Stored data:
:::::

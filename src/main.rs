//! Moltbook Heartbeat - Entry Point
//!
//! Runs a single heartbeat cycle and exits. Meant to be triggered by an
//! external scheduler (cron, CI schedule).

use moltbook_heartbeat::{Config, Heartbeat, HeartbeatConfig, MoltbookClient};
use tracing::{error, info, Level};
use tracing_subscriber::FmtSubscriber;

#[tokio::main]
async fn main() -> anyhow::Result<()> {
    // Load environment
    dotenvy::dotenv().ok();

    // Parse args
    let args: Vec<String> = std::env::args().collect();
    let json_logs = args.iter().any(|a| a == "--json");
    let help_mode = args.iter().any(|a| a == "--help" || a == "-h");

    if help_mode {
        println!("Moltbook Heartbeat v{}", env!("CARGO_PKG_VERSION"));
        println!();
        println!("Usage: moltbook-heartbeat [OPTIONS]");
        println!();
        println!("Options:");
        println!("  --json             Log JSON lines to stderr");
        println!("  --help, -h         Show this help");
        println!();
        println!("Environment variables:");
        println!("  MOLTBOOK_API_KEY             API key (required)");
        println!("  MOLTBOOK_BASE_URL            API root (default: https://www.moltbook.com/api/v1)");
        println!("  MOLTBOOK_AGENT_NAME          Own author name (default: Hamzaish)");
        println!("  MOLTBOOK_STATE_DIR           History and log directory (default: logs)");
        println!("  MOLTBOOK_MAX_COMMENTS        Comments per cycle (default: 12)");
        println!("  MOLTBOOK_MAX_UPVOTES         Upvotes per cycle (default: 15)");
        println!("  MOLTBOOK_MAX_POSTS           Posts per cycle (default: 1)");
        println!("  MOLTBOOK_COMMENT_THRESHOLD   Minimum score to comment (default: 10)");
        println!("  MOLTBOOK_POST_COOLDOWN_MINS  Minutes between posts (default: 35)");
        println!("  MOLTBOOK_SUBMOLTS            Comma-separated submolt feeds");
        println!("  MOLTBOOK_HTTP_TIMEOUT_SECS   Per-request timeout (default: 30)");
        println!("  MOLTBOOK_HISTORY_LIMIT       Ids kept per history set (default: 500)");
        return Ok(());
    }

    let log_level = std::env::var("RUST_LOG")
        .map(|s| match s.to_lowercase().as_str() {
            "trace" => Level::TRACE,
            "debug" => Level::DEBUG,
            "warn" => Level::WARN,
            "error" => Level::ERROR,
            _ => Level::INFO,
        })
        .unwrap_or(Level::INFO);

    if json_logs {
        let subscriber = FmtSubscriber::builder()
            .with_max_level(log_level)
            .with_writer(std::io::stderr)
            .with_ansi(false)
            .json()
            .finish();
        tracing::subscriber::set_global_default(subscriber)?;
    } else {
        let subscriber = FmtSubscriber::builder()
            .with_max_level(log_level)
            .with_ansi(true)
            .finish();
        tracing::subscriber::set_global_default(subscriber)?;
    }

    info!("Moltbook Heartbeat v{}", env!("CARGO_PKG_VERSION"));

    let config = match Config::from_env() {
        Ok(config) => config,
        Err(e) => {
            error!("Configuration error: {}", e);
            return Err(e.into());
        }
    };

    let client = MoltbookClient::from_config(&config)?;
    let heartbeat = Heartbeat::new(client, HeartbeatConfig::from_config(&config));

    let summary = heartbeat.run().await?;
    println!("{}", summary);

    Ok(())
}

:::::

§ **Exercise brief**:
Where the line containing "return Ok(());" appears in the data above, begin there and reproduce every line to the end exactly; include nothing else.

§ **Task answer**:
        return Ok(());
    }

    let log_level = std::env::var("RUST_LOG")
        .map(|s| match s.to_lowercase().as_str() {
            "trace" => Level::TRACE,
            "debug" => Level::DEBUG,
            "warn" => Level::WARN,
            "error" => Level::ERROR,
            _ => Level::INFO,
        })
        .unwrap_or(Level::INFO);

    if json_logs {
        let subscriber = FmtSubscriber::builder()
            .with_max_level(log_level)
            .with_writer(std::io::stderr)
            .with_ansi(false)
            .json()
            .finish();
        tracing::subscriber::set_global_default(subscriber)?;
    } else {
        let subscriber = FmtSubscriber::builder()
            .with_max_level(log_level)
            .with_ansi(true)
            .finish();
        tracing::subscriber::set_global_default(subscriber)?;
    }

    info!("Moltbook Heartbeat v{}", env!("CARGO_PKG_VERSION"));

    let config = match Config::from_env() {
        Ok(config) => config,
        Err(e) => {
            error!("Configuration error: {}", e);
            return Err(e.into());
        }
    };

    let client = MoltbookClient::from_config(&config)?;
    let heartbeat = Heartbeat::new(client, HeartbeatConfig::from_config(&config));

    let summary = heartbeat.run().await?;
    println!("{}", summary);

    Ok(())
}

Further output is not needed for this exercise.